American artist and activist

Zoe Helene (born July 18, 1964) is a cultural activist who founded Cosmic Sister, an environmental feminist collective, and coined the phrase “psychedelic feminism.”

==Early life and early career==
Helene grew up in New Zealand, where she moved in 1974. Both parents fought for a Nuclear Free Pacific. Her mother, Ewanna Castanas, is a retired artist, gallery curator, and restaurant entrepreneur of Greek descent from Karyes (Arachova). Her father, William Sprott Greene, Jr. is a retired artist of Jewish and Scottish descent. He was founding faculty of the University of North Carolina School of the Arts and taught gifted performing artists and advocated for the sciences and arts as allies. Helene left New Zealand at age 19 to attend college in the United States, earning a Master of Fine Arts in Theatre at Brandeis University under mentor Patricia Zipprodt.

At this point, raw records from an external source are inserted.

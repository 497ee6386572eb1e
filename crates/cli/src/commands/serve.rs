//! Serve command implementation.

use anyhow::Result;
use tracing::{info, warn};

use crate::args::ServeArgs;
use crate::server::{self, HOTKEY_ASSETS, ServeError, ServeMode, overlay::Overlay, ports};
use crate::shutdown::{Cancelled, ShutdownHandle, ShutdownReason};

pub async fn run(args: ServeArgs) -> Result<()> {
    if !args.site_dir.is_dir() {
        return Err(ServeError::SiteDirMissing(args.site_dir).into());
    }

    let mut overlay = Overlay::new(&args.site_dir);
    match args.lib_dir {
        Some(ref lib) if lib.is_dir() => overlay = overlay.with_layer(lib),
        Some(ref lib) => {
            warn!(path = %lib.display(), "Library directory not found, serving site only")
        }
        None => {}
    }
    if !overlay.provides_all(HOTKEY_ASSETS).await {
        warn!(
            assets = ?HOTKEY_ASSETS,
            "Hotkey scripts missing from site and library, serving pages without hotkeys"
        );
        eprintln!("Warning: hotkey scripts not found; pass --lib-dir to enable hotkeys");
    }

    let mode = if args.server {
        ServeMode::Server
    } else {
        ServeMode::Presentation
    };

    let listener = ports::bind_first_available(args.port).await?;
    let port = listener.local_addr().map_err(ServeError::Io)?.port();
    let url = format!("http://localhost:{}", port);
    info!(port, layers = overlay.layers().len(), ?mode, "Starting presentation server");

    let shutdown = ShutdownHandle::new();
    let on_interrupt = shutdown.clone();
    tokio::spawn(async move {
        if let Err(e) = tokio::signal::ctrl_c().await {
            eprintln!("Failed to listen for Ctrl+C: {}", e);
            return;
        }
        on_interrupt.trigger(ShutdownReason::Interrupted);
    });

    match mode {
        ServeMode::Server => {
            println!("Server running at {} (port {})", url, port);
            println!("Press Ctrl+C to quit");
        }
        ServeMode::Presentation => {
            println!("Opening presentation at {} (port {})", url, port);
            println!("Close the browser when done, or press Ctrl+C to quit");
            if let Err(e) = open::that_detached(&url) {
                warn!(error = %e, "Could not open browser");
            }
        }
    }

    let app = server::router(overlay, mode, shutdown.clone());
    let reason = server::run(listener, app, shutdown).await?;
    info!(%reason, "Presentation server stopped");

    match reason {
        ShutdownReason::Interrupted => Err(Cancelled.into()),
        ShutdownReason::BrowserClosed | ShutdownReason::Requested => Ok(()),
    }
}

During the 1990s, she was a high tech creative executive in Cambridge, Massachusetts, where she helped combine the arts and artificial intelligence and led a creative team of artists and engineers in developing early interactive media campaigns for Fortune 500 clients. She also worked in the performing arts, and trained as a Disney animator.

== Activism ==
Helene is an advocate for the use of naturally occurring psychoactives and psychedelics, the "sacred plants," and "psychedelic feminism," a sub-genre of Eco-feminism she developed to help popularize intentional work with psychedelics for women’s "healing, empowerment, and self-liberation." Many of her advocacy efforts are for education about gender equity in the psychedelic field and industry, and the benefits and risks of ayahuasca, psilocybin mushrooms and cannabis as well as their legalization.

In 2007, Helene founded the environmental feminist collective Cosmic Sister to provide women in the natural products industry with feminist support. Cosmic Sister also promotes the responsible use of psychoactive and psychedelic plants and fungi with a focus on women’s rights and issues, and works toward gender parity in the field and industry of psychedelics through a series of interconnected educational advocacy projects.

She is also a wildlife advocate who has published about animal rights and critically endangered species such as Mexican gray wolves and New Zealand's Maui's dolphin.

==Medicine Hunter==
At age 40, Helene left her tech career. In 2007, she married ethnobotanist Chris Kilham. She has traveled the world with him for over a decade as part of the Medicine Hunter team, promoting sustainable medicinal plant trade, cultural preservation, and environmental sustainability.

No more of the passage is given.